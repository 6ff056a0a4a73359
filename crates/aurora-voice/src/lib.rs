//! # Aurora Voice - Duplex Safety Voice Assistant
//!
//! Real-time voice loop for a hands-busy field worker: the microphone is segmented into
//! utterances, each utterance is transcribed, answered by a language model with safety
//! guidance, and spoken back sentence by sentence so the first sentence plays while the
//! rest is still being synthesized.
//!
//! ## Architecture
//!
//! ```text
//! ┌──────────────────────────────────────────────────────────────────────┐
//! │                          VoiceOrchestrator                           │
//! │  ┌────────────┐   ┌────────────┐   ┌──────────────┐                  │
//! │  │  Capture   │ → │ Classifier │ → │  Segmenter   │ ── Utterance ─┐  │
//! │  │  (cpal)    │   │ (webrtc-vad│   │ (silence gap)│               │  │
//! │  │ drop-oldest│   │  thread)   │   └──────────────┘               ↓  │
//! │  └────────────┘   └────────────┘                  ┌──────────────────┐│
//! │                                                   │  VoicePipeline   ││
//! │  ┌────────────┐   ┌────────────┐   ┌──────────┐   │ STT → LLM → tags ││
//! │  │  Playback  │ ← │  Reorder   │ ← │ Streaming│ ← │ → sentence units ││
//! │  │  (rodio)   │   │  window    │   │ TTS (N)  │   └──────────────────┘│
//! │  └────────────┘   └────────────┘   └──────────┘                       │
//! │        ↑ interrupt (barge-in)                                         │
//! └──────────────────────────────────────────────────────────────────────┘
//! ```

pub mod audio;
pub mod config;
pub mod error;
pub mod history;
pub mod llm;
pub mod orchestrator;
pub mod pipeline;
pub mod playback;
pub mod responder;
pub mod segmenter;
pub mod sentence;
pub mod streaming;
pub mod stt;
pub mod tags;
pub mod tts;
pub mod vad;

pub use audio::{AudioCapture, AudioFrame, AudioSource, FrameRing, SourceEvent};
pub use config::{
    AudioSettings, AuroraConfig, BargeInPolicy, LlmSettings, PipelineSettings,
    SegmenterSettings, SttSettings, TtsSettings, VadKind,
};
pub use error::{VoiceError, VoiceResult};
pub use history::{
    ConversationHistory, ConversationTurn, CriticalAlert, Role, Session, SessionStore,
    SessionSummary,
};
pub use llm::{ChatCompletionsModel, CompletionRequest, LanguageModel};
pub use orchestrator::VoiceOrchestrator;
pub use pipeline::{Spoken, TurnOutcome, VoicePipeline};
pub use playback::{
    AudioBuffer, AudioOutput, PlaybackEvent, PlaybackHandle, PlaybackItem, PlaybackSink,
    ReorderWindow, ResponseId, RodioOutput,
};
pub use responder::{GeneratedResponse, ResponseGenerator};
pub use segmenter::{SegmenterEvent, Utterance, UtteranceSegmenter};
pub use sentence::{prepare_units, split_sentences, ResponseUnit};
pub use streaming::{CancelFlag, StreamingSynthesizer, SynthesisReport};
pub use stt::{create_stt, transcribe_utterance, HttpStt, PlaceholderStt, SttBackend};
#[cfg(feature = "whisper")]
pub use stt::WhisperStt;
pub use tags::{parse_reply, TaggedReply, Urgency};
pub use tts::{create_tts, HttpTts, SilentTts, SynthesizedAudio, TtsBackend};
pub use vad::{create_classifier, EnergyVad, VoiceActivity, WebRtcVad};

-=-=-=-=-

## Task to complete:
From the records above, extract every entry exactly as given.

## Your response:
repository 6ff056a0a4a73359
filename crates/aurora-voice/src/lib.rs
//! # Aurora Voice - Duplex Safety Voice Assistant
//!
//! Real-time voice loop for a hands-busy field worker: the microphone is segmented into
//! utterances, each utterance is transcribed, answered by a language model with safety
//! guidance, and spoken back sentence by sentence so the first sentence plays while the
//! rest is still being synthesized.
//!
//! ## Architecture
//!
//! ```text
//! ┌──────────────────────────────────────────────────────────────────────┐
//! │                          VoiceOrchestrator                           │
//! │  ┌────────────┐   ┌────────────┐   ┌──────────────┐                  │
//! │  │  Capture   │ → │ Classifier │ → │  Segmenter   │ ── Utterance ─┐  │
//! │  │  (cpal)    │   │ (webrtc-vad│   │ (silence gap)│               │  │
//! │  │ drop-oldest│   │  thread)   │   └──────────────┘               ↓  │
//! │  └────────────┘   └────────────┘                  ┌──────────────────┐│
//! │                                                   │  VoicePipeline   ││
//! │  ┌────────────┐   ┌────────────┐   ┌──────────┐   │ STT → LLM → tags ││
//! │  │  Playback  │ ← │  Reorder   │ ← │ Streaming│ ← │ → sentence units ││
//! │  │  (rodio)   │   │  window    │   │ TTS (N)  │   └──────────────────┘│
//! │  └────────────┘   └────────────┘   └──────────┘                       │
//! │        ↑ interrupt (barge-in)                                         │
//! └──────────────────────────────────────────────────────────────────────┘
//! ```

pub mod audio;
pub mod config;
pub mod error;
pub mod history;
pub mod llm;
pub mod orchestrator;
pub mod pipeline;
pub mod playback;
pub mod responder;
pub mod segmenter;
pub mod sentence;
pub mod streaming;
pub mod stt;
pub mod tags;
pub mod tts;
pub mod vad;

pub use audio::{AudioCapture, AudioFrame, AudioSource, FrameRing, SourceEvent};
pub use config::{
    AudioSettings, AuroraConfig, BargeInPolicy, LlmSettings, PipelineSettings,
    SegmenterSettings, SttSettings, TtsSettings, VadKind,
};
pub use error::{VoiceError, VoiceResult};
pub use history::{
    ConversationHistory, ConversationTurn, CriticalAlert, Role, Session, SessionStore,
    SessionSummary,
};
pub use llm::{ChatCompletionsModel, CompletionRequest, LanguageModel};
pub use orchestrator::VoiceOrchestrator;
pub use pipeline::{Spoken, TurnOutcome, VoicePipeline};
pub use playback::{
    AudioBuffer, AudioOutput, PlaybackEvent, PlaybackHandle, PlaybackItem, PlaybackSink,
    ReorderWindow, ResponseId, RodioOutput,
};
pub use responder::{GeneratedResponse, ResponseGenerator};
pub use segmenter::{SegmenterEvent, Utterance, UtteranceSegmenter};
pub use sentence::{prepare_units, split_sentences, ResponseUnit};
pub use streaming::{CancelFlag, StreamingSynthesizer, SynthesisReport};
pub use stt::{create_stt, transcribe_utterance, HttpStt, PlaceholderStt, SttBackend};
#[cfg(feature = "whisper")]
pub use stt::WhisperStt;
pub use tags::{parse_reply, TaggedReply, Urgency};
pub use tts::{create_tts, HttpTts, SilentTts, SynthesizedAudio, TtsBackend};
pub use vad::{create_classifier, EnergyVad, VoiceActivity, WebRtcVad};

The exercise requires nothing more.